Since the data is random, you know that a simple difference in means estimates the Average Treatment Effect. In other words, nothing can have caused the treatment but the randomisation, so the potential outcomes are independent of the treatment: \((Y_0, Y_1)\perp T\).

\( ATE = E[Y|T=1] - E[Y|T=0] \)

Since you are smart and want to place a confidence interval around your estimate, you use a linear regression.

print("Difference in means:",
      data.query("email==1")["payments"].mean() - data.query("email==0")["payments"].mean())

model = smf.ols('payments ~ email', data=data).fit()
Difference in means: -0.6202804021329484
coef std err t P>|t| [0.025 0.975]
Intercept 669.9764 2.061 325.116 0.000 665.937 674.016
email -0.6203 2.941 -0.211 0.833 -6.387 5.146

Sadly, the estimated ATE is -0.62, which is pretty weird. How can sending an email make late customers pay less than average? Still, the P-value is so high that this probably doesn’t mean anything. What you should do now? Go back to your team with a tail between your legs and say that the test is inconclusive and you need more data? Not so fast.

Notice how your data has some other interesting columns. For example, credit_limit represents the customer’s credit line prior to he or she getting late. risk_score corresponds to the estimated risk of the customer prior to the delivery of the email. It makes sense to think that credit limit and risk are probably very good predictors of payments. But how can that be useful?

First, let’s understand why we can fail to find statistical significance in a treatment even when it is there. It could be that, like in this case, the treatment has very little impact on the outcome. If you think about it, what makes people pay their debt is, by and large, factors outside the control of the collections department. People pay their debt because they find a new job, manage their finances, income and so on. In statistical terms, we can say that the variability of payments is explained much more by other factors other than by the email.

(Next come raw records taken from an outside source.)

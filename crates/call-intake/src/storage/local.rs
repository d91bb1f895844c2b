use std::io::ErrorKind;
use std::path::PathBuf;

use async_trait::async_trait;

use super::{StoreError, SubmissionStore};

/// Directory-backed store for development and tests.
#[derive(Debug, Clone)]
pub struct LocalDirStore {
    root: PathBuf,
}

impl LocalDirStore {
    pub fn new(root: PathBuf) -> Self {
        Self { root }
    }

    fn path(&self, key: &str) -> PathBuf {
        self.root.join(key)
    }
}

fn io_error(key: &str, source: std::io::Error) -> StoreError {
    StoreError::Io {
        key: key.to_string(),
        source,
    }
}

#[async_trait]
impl SubmissionStore for LocalDirStore {
    async fn put(&self, key: &str, bytes: Vec<u8>) -> Result<(), StoreError> {
        tokio::fs::create_dir_all(&self.root)
            .await
            .map_err(|err| io_error(key, err))?;
        tokio::fs::write(self.path(key), bytes)
            .await
            .map_err(|err| io_error(key, err))
    }

    async fn exists(&self, key: &str) -> Result<bool, StoreError> {
        tokio::fs::try_exists(self.path(key))
            .await
            .map_err(|err| io_error(key, err))
    }

    async fn get(&self, key: &str) -> Result<Vec<u8>, StoreError> {
        match tokio::fs::read(self.path(key)).await {
            Ok(bytes) => Ok(bytes),
            Err(err) if err.kind() == ErrorKind::NotFound => {
                Err(StoreError::NotFound(key.to_string()))
            }
            Err(err) => Err(io_error(key, err)),
        }
    }
}
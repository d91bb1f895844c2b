use call_intake_api::run;

#[tokio::main]
async fn main() {
    if let Err(err) = run().await {
        eprintln!("application error: {err}");
        std::process::exit(1);
    }
}
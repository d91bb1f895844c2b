//! Tracker tasks: deriving name/notes/labels from a submission and the
//! REST client that files them.

mod client;
mod mapping;

pub use crate::config::{LabelId, LabelTable};
pub use client::{MeisterTaskClient, TaskId, TrackerError, TrackerGateway};
pub use mapping::{is_already_interested, package_label, TaskDraft};
use std::sync::OnceLock;

use regex::Regex;

fn line_breaks() -> &'static Regex {
    static BREAKS: OnceLock<Regex> = OnceLock::new();
    BREAKS.get_or_init(|| Regex::new(r"\r\n?|\n").expect("line break pattern compiles"))
}

fn space_runs() -> &'static Regex {
    static SPACES: OnceLock<Regex> = OnceLock::new();
    SPACES.get_or_init(|| Regex::new(r" {2,}").expect("space pattern compiles"))
}

fn markup_syntax() -> &'static Regex {
    static MARKUP: OnceLock<Regex> = OnceLock::new();
    MARKUP.get_or_init(|| {
        Regex::new(r"[#*_~>`\[\]()]|\n(?:\d+\.|-) |-{3,}").expect("markup pattern compiles")
    })
}

/// Flattens a value onto one line. Line breaks of any style become spaces,
/// space runs collapse and the ends are trimmed.
pub fn escape_value(value: &str) -> String {
    let single_line = line_breaks().replace_all(value, " ");
    space_runs()
        .replace_all(&single_line, " ")
        .trim()
        .to_string()
}

/// Replaces syntax the tracker's note renderer would interpret (emphasis,
/// headings, links, list markers after a newline, rules) with a space.
pub fn escape_markup(value: &str) -> String {
    markup_syntax().replace_all(value, " ").into_owned()
}

/// Tracker text: markup defanged first, then flattened.
pub fn escape_tracker_text(value: &str) -> String {
    escape_value(&escape_markup(value))
}
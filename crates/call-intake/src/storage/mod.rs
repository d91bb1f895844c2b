//! Archive of raw submissions, one JSON object per request id.

mod gcs;
mod local;

use std::sync::Arc;

use async_trait::async_trait;
use serde_json::Value;

use crate::config::StorageConfig;
use crate::submission::RequestId;

pub use gcs::GcsStore;
pub use local::LocalDirStore;

#[derive(Debug, thiserror::Error)]
pub enum StoreError {
    #[error("failed to serialize submission: {0}")]
    Serialize(#[from] serde_json::Error),
    #[error("storage request failed: {0}")]
    Request(#[from] reqwest::Error),
    #[error("storage responded with status {status} for {key}: {body}")]
    Status {
        key: String,
        status: u16,
        body: String,
    },
    #[error("storage io failed for {key}: {source}")]
    Io {
        key: String,
        #[source]
        source: std::io::Error,
    },
    #[error("object {0} not found")]
    NotFound(String),
    #[error("storage credentials unavailable: {0}")]
    Credentials(String),
    #[error("invalid storage url {0}")]
    InvalidUrl(String),
}

/// Object storage holding archived submissions.
#[async_trait]
pub trait SubmissionStore: Send + Sync {
    async fn put(&self, key: &str, bytes: Vec<u8>) -> Result<(), StoreError>;

    async fn exists(&self, key: &str) -> Result<bool, StoreError>;

    /// Fails with [`StoreError::NotFound`] when nothing is stored under `key`.
    async fn get(&self, key: &str) -> Result<Vec<u8>, StoreError>;
}

/// Serializes the raw body the way it is persisted, indented by two spaces.
pub fn archive_bytes(raw: &Value) -> Result<Vec<u8>, StoreError> {
    Ok(serde_json::to_vec_pretty(raw)?)
}

/// Writes `bytes` under `<request id>.json`.
pub async fn archive(
    store: &dyn SubmissionStore,
    request_id: &RequestId,
    bytes: Vec<u8>,
) -> Result<(), StoreError> {
    store.put(&request_id.archive_key(), bytes).await
}

/// Loads the archived body for `request_id`, `None` when it was never stored.
pub async fn load(
    store: &dyn SubmissionStore,
    request_id: &RequestId,
) -> Result<Option<Value>, StoreError> {
    let key = request_id.archive_key();
    if !store.exists(&key).await? {
        return Ok(None);
    }
    let bytes = store.get(&key).await?;
    Ok(Some(serde_json::from_slice(&bytes)?))
}

pub fn store_from_config(config: &StorageConfig) -> Result<Arc<dyn SubmissionStore>, StoreError> {
    Ok(match config {
        StorageConfig::Bucket { bucket } => Arc::new(GcsStore::new(bucket.clone())?),
        StorageConfig::LocalDir { root } => Arc::new(LocalDirStore::new(root.clone())),
    })
}
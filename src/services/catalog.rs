// SPDX-License-Identifier: MIT
// Copyright 2026 Roland Dreier <roland@rolandd.dev>

//! Activity and location catalogs used by filters and recommendations.

use crate::error::Result;
use crate::gateway::{ApiGateway, RequestConfig};
use crate::models::{Activity, Location, Page};

#[derive(Clone)]
pub struct CatalogService {
    gateway: ApiGateway,
}

impl CatalogService {
    pub fn new(gateway: ApiGateway) -> Self {
        Self { gateway }
    }

    /// Paginated activity catalog.
    pub async fn activities(&self) -> Result<Page<Activity>> {
        let response = self
            .gateway
            .get::<Page<Activity>>("/activities-spots/", None)
            .await?;
        Ok(response.data)
    }

    /// Full activity catalog in one call.
    pub async fn all_activities(&self) -> Result<Vec<Activity>> {
        let config = RequestConfig::new().query("all", "true");
        let response = self
            .gateway
            .get::<Vec<Activity>>("/activities-spots/", Some(config))
            .await?;
        Ok(response.data)
    }

    /// Paginated location catalog.
    pub async fn locations(&self) -> Result<Page<Location>> {
        let response = self
            .gateway
            .get::<Page<Location>>("/location-spots/", None)
            .await?;
        Ok(response.data)
    }

    /// Full location catalog in one call.
    pub async fn all_locations(&self) -> Result<Vec<Location>> {
        let config = RequestConfig::new().query("all", "true");
        let response = self
            .gateway
            .get::<Vec<Location>>("/location-spots/", Some(config))
            .await?;
        Ok(response.data)
    }
}
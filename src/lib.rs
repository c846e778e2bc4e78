// SPDX-License-Identifier: MIT
// Copyright 2026 Roland Dreier <roland@kernel.org>

//! Wayspots: client SDK for the Wayspots tourism-discovery API.
//!
//! This crate provides the session/authentication core and typed
//! resource access used by the mobile app: browse spots, read and post
//! reviews, and manage multi-day tourist routes. All business logic
//! (search ranking, recommendation, route generation) lives behind the
//! remote API; this client handles state, persistence, and transport.

pub mod config;
pub mod error;
pub mod gateway;
pub mod models;
pub mod services;
pub mod storage;

use config::Config;
use gateway::{ApiGateway, TokenHandle};
use services::{
    AccountService, CatalogService, ReviewsService, RoutesService, SessionManager, SpotsService,
};
use storage::SessionStore;

/// Shared client state: one instance per app process.
///
/// Construction wires the pieces explicitly: the store backs the
/// session manager, and the gateway reads the current token through a
/// shared [`TokenHandle`] the session manager publishes to.
pub struct Client {
    pub config: Config,
    pub store: SessionStore,
    pub session: SessionManager,
    pub spots: SpotsService,
    pub routes: RoutesService,
    pub reviews: ReviewsService,
    pub catalog: CatalogService,
    pub account: AccountService,
}

impl Client {
    /// Create a client with a file-backed session store at the
    /// configured path.
    pub fn new(config: Config) -> Self {
        let store = SessionStore::open(config.session_store_path.clone());
        Self::with_store(config, store)
    }

    /// Create a client over a caller-supplied store (tests swap in an
    /// in-memory one).
    pub fn with_store(config: Config, store: SessionStore) -> Self {
        let token = TokenHandle::new();
        let gateway = ApiGateway::new(&config, token.clone());
        let session = SessionManager::new(gateway.clone(), store.clone(), token);

        Self {
            config,
            store,
            session,
            spots: SpotsService::new(gateway.clone()),
            routes: RoutesService::new(gateway.clone()),
            reviews: ReviewsService::new(gateway.clone()),
            catalog: CatalogService::new(gateway.clone()),
            account: AccountService::new(gateway),
        }
    }
}
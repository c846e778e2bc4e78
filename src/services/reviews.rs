// SPDX-License-Identifier: MIT
// Copyright 2026 Roland Dreier <roland@rolandd.dev>

//! Spot reviews: incremental listing, the caller's own review, and
//! create/update/delete.

use crate::error::{ClientError, Result};
use crate::gateway::{ApiGateway, RequestConfig};
use crate::models::{Page, Review};
use futures_util::Stream;
use serde::Serialize;
use validator::Validate;

/// Payload for posting a new review.
#[derive(Debug, Clone, Serialize, Validate)]
pub struct NewReview {
    pub tourist_spot: u64,
    #[validate(length(min = 1))]
    pub comment: String,
    #[validate(range(min = 1, max = 5))]
    pub rating: u8,
}

/// Payload for editing an existing review.
#[derive(Debug, Clone, Serialize, Validate)]
pub struct ReviewUpdate {
    #[validate(length(min = 1))]
    pub comment: String,
    #[validate(range(min = 1, max = 5))]
    pub rating: u8,
}

#[derive(Clone)]
pub struct ReviewsService {
    gateway: ApiGateway,
}

impl ReviewsService {
    pub fn new(gateway: ApiGateway) -> Self {
        Self { gateway }
    }

    /// One page of reviews for a spot.
    pub async fn for_spot(&self, spot_id: u64, limit: u32, offset: u32) -> Result<Page<Review>> {
        let config = RequestConfig::new()
            .query("tourist_spot", spot_id.to_string())
            .query("limit", limit.to_string())
            .query("offset", offset.to_string());
        let response = self
            .gateway
            .get::<Page<Review>>("/reviews/", Some(config))
            .await?;
        Ok(response.data)
    }

    /// Stream of review pages for a spot, following `next` until the
    /// listing is exhausted. Backs incremental loading in the UI.
    pub fn pages(
        &self,
        spot_id: u64,
        page_size: u32,
    ) -> impl Stream<Item = Result<Page<Review>>> + '_ {
        futures_util::stream::try_unfold(Some(0u32), move |offset| async move {
            let Some(offset) = offset else {
                return Ok(None);
            };
            let page = self.for_spot(spot_id, page_size, offset).await?;
            let next = page.has_more().then(|| offset + page_size);
            Ok(Some((page, next)))
        })
    }

    /// The signed-in user's own review of a spot, if any.
    ///
    /// The endpoint answers with an error status when no review exists;
    /// that maps to `None`. Transport failures still propagate.
    pub async fn user_review(&self, spot_id: u64) -> Result<Option<Review>> {
        let config = RequestConfig::new().query("tourist_spot", spot_id.to_string());
        match self
            .gateway
            .get::<Review>("/reviews/user-review/", Some(config))
            .await
        {
            Ok(response) => Ok(Some(response.data)),
            Err(ClientError::Api { .. }) => Ok(None),
            Err(e) => Err(e),
        }
    }

    /// Post a new review. The payload is validated locally first.
    pub async fn create(&self, review: &NewReview) -> Result<Review> {
        review
            .validate()
            .map_err(|e| ClientError::Validation(e.to_string()))?;
        let response = self
            .gateway
            .post::<Review, _>("/reviews/", review, None)
            .await?;
        Ok(response.data)
    }

    /// Edit an existing review.
    pub async fn update(&self, id: u64, update: &ReviewUpdate) -> Result<Review> {
        update
            .validate()
            .map_err(|e| ClientError::Validation(e.to_string()))?;
        let response = self
            .gateway
            .put::<Review, _>(&format!("/reviews/{id}/"), update, None)
            .await?;
        Ok(response.data)
    }

    /// Delete a review.
    pub async fn delete(&self, id: u64) -> Result<()> {
        self.gateway
            .delete::<()>(&format!("/reviews/{id}/"), None)
            .await?;
        Ok(())
    }
}
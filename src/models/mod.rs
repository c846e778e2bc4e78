// SPDX-License-Identifier: MIT
// Copyright 2026 Roland Dreier <roland@kernel.org>

//! Data models for the remote API.

pub mod page;
pub mod review;
pub mod route;
pub mod spot;
pub mod user;

pub use page::Page;
pub use review::{Review, ReviewAuthor};
pub use route::{ActivityRoute, TouristRoute};
pub use spot::{Activity, Location, Spot, SpotImage};
pub use user::UserProfile;
// SPDX-License-Identifier: MIT
// Copyright 2026 Roland Dreier <roland@rolandd.dev>

//! Account management: registration, preferences, and the
//! password-reset flow.
//!
//! The reset flow is three steps: request a code for a phone number,
//! verify it, then set the new password. Each step's failure statuses
//! carry meaning for the screens (404 unknown user, 403 wrong code,
//! 410 expired code), so errors are returned with status intact.

use crate::error::{ClientError, Result};
use crate::gateway::ApiGateway;
use crate::models::UserProfile;
use serde::Serialize;
use validator::Validate;

/// Payload for creating an account.
#[derive(Debug, Clone, Serialize, Validate)]
pub struct RegisterRequest {
    #[validate(email)]
    pub email: String,
    #[validate(length(min = 1))]
    pub first_name: String,
    #[validate(length(min = 1))]
    pub last_name: String,
    pub phone_number: String,
    #[validate(length(min = 8))]
    pub password: String,
}

#[derive(Serialize)]
struct PhonePayload<'a> {
    phone_number: &'a str,
}

#[derive(Serialize)]
struct VerifyCodePayload<'a> {
    code: &'a str,
    phone_number: &'a str,
}

#[derive(Serialize)]
struct ResetPasswordPayload<'a> {
    new_password: &'a str,
    repeat_password: &'a str,
    phone_number: &'a str,
}

#[derive(Serialize)]
struct PreferredActivity<'a> {
    name: &'a str,
}

#[derive(Serialize)]
struct PreferencesPayload<'a> {
    preferred_activities: Vec<PreferredActivity<'a>>,
}

#[derive(Clone)]
pub struct AccountService {
    gateway: ApiGateway,
}

impl AccountService {
    pub fn new(gateway: ApiGateway) -> Self {
        Self { gateway }
    }

    /// Create a new account. The payload is validated locally first.
    pub async fn register(&self, request: &RegisterRequest) -> Result<UserProfile> {
        request
            .validate()
            .map_err(|e| ClientError::Validation(e.to_string()))?;
        let response = self
            .gateway
            .post::<UserProfile, _>("/users/accounts/", request, None)
            .await?;
        Ok(response.data)
    }

    /// Replace the user's preferred activities (by name).
    pub async fn update_preferences(&self, user_id: u64, activity_names: &[String]) -> Result<()> {
        let payload = PreferencesPayload {
            preferred_activities: activity_names
                .iter()
                .map(|name| PreferredActivity { name })
                .collect(),
        };
        self.gateway
            .patch::<serde_json::Value, _>(&format!("/users/accounts/{user_id}/"), &payload, None)
            .await?;
        Ok(())
    }

    /// Request a password-reset code for the given phone number.
    pub async fn send_reset_code(&self, phone_number: &str) -> Result<()> {
        let payload = PhonePayload { phone_number };
        self.gateway
            .post::<serde_json::Value, _>("/auth/send-reset-password-code/", &payload, None)
            .await?;
        Ok(())
    }

    /// Re-send the account verification code.
    pub async fn resend_verification_code(&self, phone_number: &str) -> Result<()> {
        let payload = PhonePayload { phone_number };
        self.gateway
            .post::<serde_json::Value, _>("/auth/resend-verification-code/", &payload, None)
            .await?;
        Ok(())
    }

    /// Check a reset code. 403 means wrong code, 410 expired.
    pub async fn verify_reset_code(&self, code: &str, phone_number: &str) -> Result<()> {
        let payload = VerifyCodePayload { code, phone_number };
        self.gateway
            .post::<serde_json::Value, _>("/auth/verify-reset-password-code/", &payload, None)
            .await?;
        Ok(())
    }

    /// Set a new password after a verified reset code.
    pub async fn reset_password(
        &self,
        phone_number: &str,
        new_password: &str,
        repeat_password: &str,
    ) -> Result<()> {
        let payload = ResetPasswordPayload {
            new_password,
            repeat_password,
            phone_number,
        };
        self.gateway
            .post::<serde_json::Value, _>("/auth/reset-password/", &payload, None)
            .await?;
        Ok(())
    }
}
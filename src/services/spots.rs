// SPDX-License-Identifier: MIT
// Copyright 2026 Roland Dreier <roland@rolandd.dev>

//! Tourist spot queries.

use crate::error::Result;
use crate::gateway::{ApiGateway, RequestConfig};
use crate::models::{Page, Spot};
use serde::Deserialize;

/// Server-side filter for the paginated spot listing.
#[derive(Debug, Default, Clone)]
pub struct SpotFilter {
    /// Name search (substring match on the server)
    pub name: Option<String>,
    pub limit: Option<u32>,
    pub offset: Option<u32>,
}

/// Results envelope used by the recommendation endpoint.
#[derive(Deserialize)]
struct ResultsEnvelope<T> {
    results: Vec<T>,
}

/// Spot listing, detail, and recommendation queries.
#[derive(Clone)]
pub struct SpotsService {
    gateway: ApiGateway,
}

impl SpotsService {
    pub fn new(gateway: ApiGateway) -> Self {
        Self { gateway }
    }

    /// List spots with server-side search and pagination.
    pub async fn list(&self, filter: &SpotFilter) -> Result<Page<Spot>> {
        let mut config = RequestConfig::new();
        if let Some(name) = &filter.name {
            config = config.query("name", name.clone());
        }
        if let Some(limit) = filter.limit {
            config = config.query("limit", limit.to_string());
        }
        if let Some(offset) = filter.offset {
            config = config.query("offset", offset.to_string());
        }

        let response = self
            .gateway
            .get::<Page<Spot>>("/tourist-spots/", Some(config))
            .await?;
        Ok(response.data)
    }

    /// Fetch every spot in one call (used for client-side filtering).
    pub async fn list_all(&self) -> Result<Vec<Spot>> {
        let config = RequestConfig::new().query("all", "true");
        let response = self
            .gateway
            .get::<Vec<Spot>>("/tourist-spots/", Some(config))
            .await?;
        Ok(response.data)
    }

    /// Fetch a single spot by id.
    pub async fn get(&self, id: u64) -> Result<Spot> {
        let response = self
            .gateway
            .get::<Spot>(&format!("/tourist-spots/{id}/"), None)
            .await?;
        Ok(response.data)
    }

    /// Server-ranked recommendations, optionally narrowed to a location
    /// and/or activity. Omitted filters send `all`.
    pub async fn recommended(
        &self,
        location_id: Option<u64>,
        activity_id: Option<u64>,
    ) -> Result<Vec<Spot>> {
        let location = location_id.map_or_else(|| "all".to_string(), |id| id.to_string());
        let activity = activity_id.map_or_else(|| "all".to_string(), |id| id.to_string());
        let config = RequestConfig::new()
            .query("location_id", location)
            .query("activity_id", activity);

        let response = self
            .gateway
            .get::<ResultsEnvelope<Spot>>("/tourist-spots/recommended/", Some(config))
            .await?;
        Ok(response.data.results)
    }
}
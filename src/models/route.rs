// SPDX-License-Identifier: MIT
// Copyright 2026 Roland Dreier <roland@rolandd.dev>

//! Tourist route (itinerary) models.

use crate::models::Spot;
use chrono::{DateTime, NaiveDate, Utc};
use serde::{Deserialize, Serialize};

/// A personal multi-day itinerary.
#[derive(Debug, Clone, PartialEq, Serialize, Deserialize)]
pub struct TouristRoute {
    pub id: u64,
    pub name: String,
    pub description: String,
    pub date_start: NaiveDate,
    pub date_end: NaiveDate,
    #[serde(default)]
    pub activity_routes: Vec<ActivityRoute>,
}

/// One scheduled stop within a route.
///
/// The read side may embed the full spot (generated plans do) or only
/// carry the spot id; the write side sends `{date, tourist_spot}`.
#[derive(Debug, Clone, PartialEq, Serialize, Deserialize)]
pub struct ActivityRoute {
    #[serde(default)]
    pub id: Option<u64>,
    #[serde(default)]
    pub activity: Option<String>,
    pub date: DateTime<Utc>,
    #[serde(default)]
    pub spot: Option<Spot>,
    #[serde(default)]
    pub tourist_spot: Option<u64>,
}

impl ActivityRoute {
    /// Spot id of this stop, from either representation.
    pub fn spot_id(&self) -> Option<u64> {
        self.tourist_spot.or_else(|| self.spot.as_ref().map(|s| s.id))
    }
}
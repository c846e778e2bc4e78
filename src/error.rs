// SPDX-License-Identifier: MIT
// Copyright 2026 Roland Dreier <roland@rolandd.dev>

//! Client error types with status-preserving API failures.

use reqwest::StatusCode;

/// Error type for all client operations.
///
/// Non-2xx responses keep the status code and raw body so callers can
/// branch on specific statuses (401/403/404/410 all carry meaning for
/// different screens).
#[derive(Debug, thiserror::Error)]
pub enum ClientError {
    /// The remote API answered with a non-success status.
    #[error("API error: HTTP {status}: {body}")]
    Api { status: StatusCode, body: String },

    /// Transport-level failure (DNS, connect, TLS, timeout).
    #[error("Network error: {0}")]
    Network(String),

    /// Response body did not match the expected shape.
    #[error("Response decode error: {0}")]
    Decode(String),

    /// Local storage failure. Mostly swallowed and logged at call sites.
    #[error("Storage error: {0}")]
    Storage(String),

    /// Outbound payload rejected before dispatch.
    #[error("Invalid request payload: {0}")]
    Validation(String),

    #[error("Internal error: {0}")]
    Internal(#[from] anyhow::Error),
}

impl ClientError {
    /// HTTP status of the failed response, if this was an API error.
    pub fn status(&self) -> Option<StatusCode> {
        match self {
            ClientError::Api { status, .. } => Some(*status),
            _ => None,
        }
    }

    /// True when the remote rejected the request as unauthenticated.
    pub fn is_unauthorized(&self) -> bool {
        self.status() == Some(StatusCode::UNAUTHORIZED)
    }

    /// True when the requested resource does not exist.
    pub fn is_not_found(&self) -> bool {
        self.status() == Some(StatusCode::NOT_FOUND)
    }
}

/// Result type alias for client operations
pub type Result<T> = std::result::Result<T, ClientError>;
// SPDX-License-Identifier: MIT
// Copyright 2026 Roland Dreier <roland@rolandd.dev>

//! File-backed key-value store for session state.
//!
//! One JSON object of string entries per store file. The file is read
//! once, on first access; afterwards every reader observes the same
//! in-memory cache. Writes update the cache first and then persist
//! best-effort: storage failures are logged and swallowed, never
//! surfaced to the caller.

use dashmap::DashMap;
use std::collections::BTreeMap;
use std::path::PathBuf;
use std::sync::Arc;
use tokio::sync::OnceCell;

/// Durable string key-value store with an in-memory cache.
///
/// Clones share the same cache and backing file, so a store handed to
/// several components behaves as one process-wide store per key.
#[derive(Clone)]
pub struct SessionStore {
    entries: Arc<DashMap<String, String>>,
    /// Backing file. `None` keeps the store purely in memory (tests).
    path: Option<Arc<PathBuf>>,
    loaded: Arc<OnceCell<()>>,
}

impl SessionStore {
    /// Open a store backed by the given file. The file is not touched
    /// until the first read or write.
    pub fn open(path: impl Into<PathBuf>) -> Self {
        Self {
            entries: Arc::new(DashMap::new()),
            path: Some(Arc::new(path.into())),
            loaded: Arc::new(OnceCell::new()),
        }
    }

    /// Create an in-memory store for testing (no file I/O).
    pub fn in_memory() -> Self {
        Self {
            entries: Arc::new(DashMap::new()),
            path: None,
            loaded: Arc::new(OnceCell::new()),
        }
    }

    /// `true` once the initial load from the backing file has completed.
    pub fn is_loaded(&self) -> bool {
        self.loaded.initialized()
    }

    /// Last known value under `key`, after awaiting the initial load.
    pub async fn read(&self, key: &str) -> Option<String> {
        self.ensure_loaded().await;
        self.entries.get(key).map(|entry| entry.value().clone())
    }

    /// Persist `value` under `key`; `None` deletes the entry.
    ///
    /// The in-memory cache is updated before this returns. The file
    /// write is best-effort: failures are logged, not raised.
    pub async fn write(&self, key: &str, value: Option<String>) {
        self.ensure_loaded().await;
        match value {
            Some(value) => {
                self.entries.insert(key.to_string(), value);
            }
            None => {
                self.entries.remove(key);
            }
        }
        self.flush().await;
    }

    /// Load the backing file into the cache, exactly once per store.
    /// Concurrent callers share the same load.
    async fn ensure_loaded(&self) {
        self.loaded
            .get_or_init(|| async {
                let Some(path) = &self.path else { return };

                let text = match tokio::fs::read_to_string(path.as_ref()).await {
                    Ok(text) => text,
                    Err(e) if e.kind() == std::io::ErrorKind::NotFound => return,
                    Err(e) => {
                        tracing::warn!(error = %e, path = %path.display(), "Failed to read session store");
                        return;
                    }
                };

                match serde_json::from_str::<BTreeMap<String, String>>(&text) {
                    Ok(stored) => {
                        for (key, value) in stored {
                            self.entries.insert(key, value);
                        }
                    }
                    Err(e) => {
                        tracing::warn!(error = %e, path = %path.display(), "Unreadable session store, starting empty");
                    }
                }
            })
            .await;
    }

    /// Write the whole cache back to the file. Errors are logged only.
    async fn flush(&self) {
        let Some(path) = &self.path else { return };

        let snapshot: BTreeMap<String, String> = self
            .entries
            .iter()
            .map(|entry| (entry.key().clone(), entry.value().clone()))
            .collect();

        let text = match serde_json::to_string_pretty(&snapshot) {
            Ok(text) => text,
            Err(e) => {
                tracing::warn!(error = %e, "Failed to serialize session store");
                return;
            }
        };

        if let Some(parent) = path.parent() {
            if !parent.as_os_str().is_empty() {
                if let Err(e) = tokio::fs::create_dir_all(parent).await {
                    tracing::warn!(error = %e, path = %path.display(), "Failed to create session store directory");
                    return;
                }
            }
        }

        if let Err(e) = tokio::fs::write(path.as_ref(), text).await {
            tracing::warn!(error = %e, path = %path.display(), "Failed to write session store");
        }
    }
}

To get a visual understanding of it, we can plot the payments against the treatment variable email. I’ve also plotted the fitted line of the model above in red. To help visualization, I’ve added a little bit of noise to the email variable so that it doesn’t get smashed at the zero or one.

sns.scatterplot(x="email", y="payments", 
                data=data.assign(email=data["email"] + np.random.normal(0, 0.01, size=len(data["email"]))))
plt.plot(np.linspace(-0.2, 1.2), model.params[0] + np.linspace(-1, 2) * model.params[1], c="C1")

We can see how wildly payments vary in a single treatment group. Visually, it looks like it is going from a little bit under 400 to 1000 in both groups. If the impact of the email is in the order of say 5.00 or 10.00 R$, it is no wonder it will be hard to find it inside all the variability.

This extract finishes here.